There are two kinds of coffee beans, robusta and arabica, and two main coffee cultivation systems, sun-grown and shade-grown. Arabica loves the shade and robusta needs the sun. That means that if you are drinking coffee made from arabica beans, you are most likely drinking shade-grown coffee—whether it is advertised that way or not.
Coffee plants naturally grow under the shade of a full forest canopy. Until the 1970s, cultivators largely let coffee grow as part of this larger ecosystem.
Out of the desire to decrease growing times and increase yields and profits, coffee producers began clearcutting for coffee plantations and growing coffee plants in neat rows in direct sun. In this quest, the sun-grown coffee industry deforested 2.5 million acres in Central America. Many organisms experience habitat loss due to widespread deforestation (especially migratory birds), but deforestation also contaminates waterways and expedites natural soil erosion.
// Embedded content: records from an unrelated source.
//! Sync pipeline orchestration: refresh open records, import new ones, save once.

use std::path::{Path, PathBuf};
use std::sync::Arc;
use std::time::Duration;

use anyhow::{Context, Result};
use chrono::{Datelike, Local, NaiveDate};
use pncp_adapters::{PncpClient, ProcurementSource};
use pncp_core::{parse_compact_day, DateWindow};
use pncp_storage::{BackoffPolicy, HttpClientConfig, HttpFetcher, PersistedStore, RefreshCursor};
use serde::Deserialize;
use tokio::fs;
use tokio::sync::Mutex;
use tokio_cron_scheduler::{Job, JobScheduler};
use tracing::{error, info, info_span, warn, Instrument};
use uuid::Uuid;

pub mod import;
pub mod reconcile;
pub mod window;

#[cfg(test)]
mod test_support;

pub use import::{import_window, ImportStats};
pub use reconcile::{append_unique, RefreshEngine, RefreshOptions, RefreshOutcome};
pub use window::{plan_window, WindowPlan, WindowPolicy};

pub const CRATE_NAME: &str = "pncp-sync";

#[derive(Debug, Clone)]
pub struct SyncConfig {
    pub store_path: PathBuf,
    pub settings_path: PathBuf,
    pub tax_id: String,
    pub user_agent: String,
    pub http_timeout_secs: u64,
    pub cooldown_ms: u64,
    pub max_retries: usize,
    pub scheduler_enabled: bool,
    pub sync_cron_1: String,
    pub sync_cron_2: String,
}

impl SyncConfig {
    pub fn from_env() -> Self {
        Self {
            store_path: std::env::var("PNCP_STORE_PATH")
                .map(PathBuf::from)
                .unwrap_or_else(|_| PathBuf::from("dados.json")),
            settings_path: std::env::var("PNCP_SETTINGS_PATH")
                .map(PathBuf::from)
                .unwrap_or_else(|_| PathBuf::from("pncp.yaml")),
            tax_id: std::env::var("PNCP_CNPJ").unwrap_or_else(|_| "13650403000128".to_string()),
            user_agent: std::env::var("PNCP_USER_AGENT")
                .unwrap_or_else(|_| "pncp-mirror/0.1 (+sincronizador)".to_string()),
            http_timeout_secs: env_number("PNCP_HTTP_TIMEOUT_SECS").unwrap_or(30),
            cooldown_ms: env_number("PNCP_COOLDOWN_MS").unwrap_or(500),
            max_retries: env_number("PNCP_MAX_RETRIES").unwrap_or(5),
            scheduler_enabled: std::env::var("PNCP_SCHEDULER_ENABLED")
                .map(|v| matches!(v.as_str(), "1" | "true" | "TRUE" | "True"))
                .unwrap_or(false),
            sync_cron_1: std::env::var("SYNC_CRON_1").unwrap_or_else(|_| "0 6 * * *".to_string()),
            sync_cron_2: std::env::var("SYNC_CRON_2").unwrap_or_else(|_| "0 18 * * *".to_string()),
        }
    }

    fn http_config(&self) -> HttpClientConfig {
        HttpClientConfig {
            timeout: Duration::from_secs(self.http_timeout_secs),
            user_agent: Some(self.user_agent.clone()),
            cooldown: Duration::from_millis(self.cooldown_ms),
            backoff: BackoffPolicy {
                max_retries: self.max_retries,
                ..Default::default()
            },
        }
    }
}

fn env_number<T: std::str::FromStr>(name: &str) -> Option<T> {
    std::env::var(name).ok().and_then(|v| v.trim().parse().ok())
}

/// Tunables read from the optional YAML settings file.
#[derive(Debug, Clone, PartialEq, Deserialize)]
#[serde(default)]
pub struct SyncSettings {
    pub modalities: Vec<u32>,
    pub window: WindowPolicy,
    /// `YYYYMMDD`; first day requested when the mirror has no parsable publication date.
    pub epoch_start: String,
    pub chunk_days: u32,
    pub refresh: RefreshSettings,
}

impl Default for SyncSettings {
    fn default() -> Self {
        Self {
            modalities: window::DEFAULT_MODALITIES.to_vec(),
            window: WindowPolicy::default(),
            epoch_start: "20240101".to_string(),
            chunk_days: window::DEFAULT_CHUNK_DAYS,
            refresh: RefreshSettings::default(),
        }
    }
}

#[derive(Debug, Clone, Default, PartialEq, Deserialize)]
#[serde(default)]
pub struct RefreshSettings {
    /// `None` means the current and previous year; an empty list admits every year.
    pub years: Option<Vec<i64>>,
    pub max_records: Option<usize>,
}

impl RefreshSettings {
    pub fn years_for(&self, today: NaiveDate) -> Vec<i64> {
        match &self.years {
            Some(years) => years.clone(),
            None => {
                let year = i64::from(today.year());
                vec![year - 1, year]
            }
        }
    }
}

impl SyncSettings {
    pub async fn load(path: &Path) -> Result<Self> {
        let text = match fs::read_to_string(path).await {
            Ok(text) => text,
            Err(err) if err.kind() == std::io::ErrorKind::NotFound => {
                info!(path = %path.display(), "no settings file; using defaults");
                return Ok(Self::default());
            }
            Err(err) => {
                return Err(err).with_context(|| format!("reading {}", path.display()));
            }
        };
        let settings: Self = serde_yaml::from_str(&text)
            .with_context(|| format!("parsing {}", path.display()))?;
        settings.epoch()?;
        Ok(settings)
    }

    pub fn epoch(&self) -> Result<NaiveDate> {
        parse_compact_day(&self.epoch_start)
            .with_context(|| format!("epoch_start {:?} is not a YYYYMMDD date", self.epoch_start))
    }
}

#[derive(Debug, Clone, Copy, PartialEq, Eq)]
pub enum RunMode {
    Full,
    RefreshOnly,
    ImportOnly,
}

impl RunMode {
    fn refreshes(self) -> bool {
        matches!(self, Self::Full | Self::RefreshOnly)
    }

    fn imports(self) -> bool {
        matches!(self, Self::Full | Self::ImportOnly)
    }
}

#[derive(Debug, Clone)]
pub struct SyncRunSummary {
    pub run_id: Uuid,
    pub mode: RunMode,
    pub records: usize,
    pub refresh: Option<RefreshOutcome>,
    pub window: Option<DateWindow>,
    pub import: Option<ImportStats>,
    pub appended: usize,
    pub saved: bool,
}

impl SyncRunSummary {
    pub fn refreshed_changes(&self) -> usize {
        self.refresh.map(|r| r.changed).unwrap_or(0)
    }
}

pub struct SyncPipeline {
    config: SyncConfig,
    settings: SyncSettings,
    source: Box<dyn ProcurementSource>,
}

impl SyncPipeline {
    pub fn new(config: SyncConfig, settings: SyncSettings) -> Result<Self> {
        let http = HttpFetcher::new(config.http_config())?;
        let source = PncpClient::new(http, config.tax_id.clone());
        Ok(Self {
            config,
            settings,
            source: Box::new(source),
        })
    }

    pub fn with_source(mut self, source: Box<dyn ProcurementSource>) -> Self {
        self.source = source;
        self
    }

    pub fn config(&self) -> &SyncConfig {
        &self.config
    }

    pub fn settings(&self) -> &SyncSettings {
        &self.settings
    }

    /// Computes the next import window from the store on disk, without network access.
    pub async fn plan(&self, today: NaiveDate) -> Result<WindowPlan> {
        let store = PersistedStore::load(&self.config.store_path).await;
        Ok(plan_window(
            store.records(),
            self.settings.window,
            self.settings.epoch()?,
            today,
        ))
    }

    pub async fn run_once(&self, mode: RunMode) -> Result<SyncRunSummary> {
        self.run_once_on(mode, Local::now().date_naive()).await
    }

    pub async fn run_once_on(&self, mode: RunMode, today: NaiveDate) -> Result<SyncRunSummary> {
        let run_id = Uuid::new_v4();
        let span = info_span!("sync_run", %run_id, ?mode);
        self.run_phases(run_id, mode, today).instrument(span).await
    }

    async fn run_phases(&self, run_id: Uuid, mode: RunMode, today: NaiveDate) -> Result<SyncRunSummary> {
        let store_path = &self.config.store_path;
        let mut store = PersistedStore::load(store_path).await;
        info!(path = %store_path.display(), records = store.records().len(), "store loaded");

        let mut summary = SyncRunSummary {
            run_id,
            mode,
            records: 0,
            refresh: None,
            window: None,
            import: None,
            appended: 0,
            saved: false,
        };

        if mode.refreshes() {
            let cursor = RefreshCursor::load(store_path).await;
            let options = RefreshOptions {
                years: self.settings.refresh.years_for(today),
                max_records: self.settings.refresh.max_records,
                cursor: cursor.offset,
            };
            let outcome = RefreshEngine::new(self.source.as_ref())
                .run(store.records_mut(), &options)
                .await;
            if options.max_records.is_some() {
                let next = RefreshCursor { offset: outcome.next_cursor };
                if let Err(err) = next.save(store_path).await {
                    warn!(error = %err, "could not persist refresh cursor");
                }
            }
            summary.refresh = Some(outcome);
        }

        if mode.imports() {
            match plan_window(store.records(), self.settings.window, self.settings.epoch()?, today) {
                WindowPlan::Fetch(window) => {
                    let (fetched, stats) = import_window(
                        self.source.as_ref(),
                        window,
                        &self.settings.modalities,
                        self.settings.chunk_days,
                    )
                    .await;
                    summary.appended = append_unique(store.records_mut(), fetched);
                    summary.window = Some(window);
                    summary.import = Some(stats);
                    info!(window = %window, appended = summary.appended, "import merged");
                }
                WindowPlan::UpToDate { next_start } => {
                    info!(next_start = %next_start, "mirror is up to date; nothing to import");
                }
            }
        }

        summary.records = store.records().len();
        if summary.refreshed_changes() + summary.appended > 0 {
            store
                .save(store_path)
                .await
                .with_context(|| format!("saving {}", store_path.display()))?;
            summary.saved = true;
            info!(records = summary.records, "store saved");
        } else {
            info!("no changes; store left untouched");
        }
        Ok(summary)
    }

    /// Builds cron jobs that each run one full sync; overlapping triggers are skipped.
    pub async fn maybe_build_scheduler(self: Arc<Self>) -> Result<Option<JobScheduler>> {
        if !self.config.scheduler_enabled {
            return Ok(None);
        }

        let sched = JobScheduler::new().await.context("creating scheduler")?;
        let running = Arc::new(Mutex::new(()));
        for cron in [&self.config.sync_cron_1, &self.config.sync_cron_2] {
            let pipeline = Arc::clone(&self);
            let running = Arc::clone(&running);
            let job = Job::new_async(cron.as_str(), move |_uuid, _l| {
                let pipeline = Arc::clone(&pipeline);
                let running = Arc::clone(&running);
                Box::pin(async move {
                    let Ok(_guard) = running.try_lock_owned() else {
                        warn!("previous sync still running; skipping trigger");
                        return;
                    };
                    match pipeline.run_once(RunMode::Full).await {
                        Ok(summary) => info!(
                            run_id = %summary.run_id,
                            changed = summary.refreshed_changes(),
                            appended = summary.appended,
                            "scheduled sync finished"
                        ),
                        Err(err) => error!(error = %format!("{err:#}"), "scheduled sync failed"),
                    }
                })
            })
            .with_context(|| format!("creating scheduler job for cron {cron}"))?;
            sched.add(job).await.context("adding scheduler job")?;
        }
        Ok(Some(sched))
    }
}

pub async fn run_sync_once_from_env() -> Result<SyncRunSummary> {
    let config = SyncConfig::from_env();
    let settings = SyncSettings::load(&config.settings_path).await?;
    let pipeline = SyncPipeline::new(config, settings)?;
    pipeline.run_once(RunMode::Full).await
}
Absent the natural protection of the canopy and the diversity of life teeming underneath, farmers must introduce chemical pesticides and fertilizers to ward off plant disease and create growing conditions. Relying on these chemicals damages the soil, contaminates the groundwater, and causes illness in exposed humans and animals. The robusta beans that are cultivated in this way are also lower quality than their shade-grown, arabica counterparts. Exposure to full sun stresses these already vulnerable monocrops, and the faster growing times that makes robusta beans easier to produce is a double-edged sword. Because the beans grow faster in the sun, they also don’t develop the density and complexity that characterize arabica beans, which grow more slowly at higher elevations and in cooler temperatures.
Increasingly farmers are returning to traditional, shade-grown farming methods, because beans cultivated in that manner can be sold for higher prices to more discerning buyers. Unfortunately, that doesn’t mean that coffee plantations are a thing of the past. Of the coffee sold in stores in the US, 75% is still made from sun-grown beans, and the US leads the world in global coffee consumption.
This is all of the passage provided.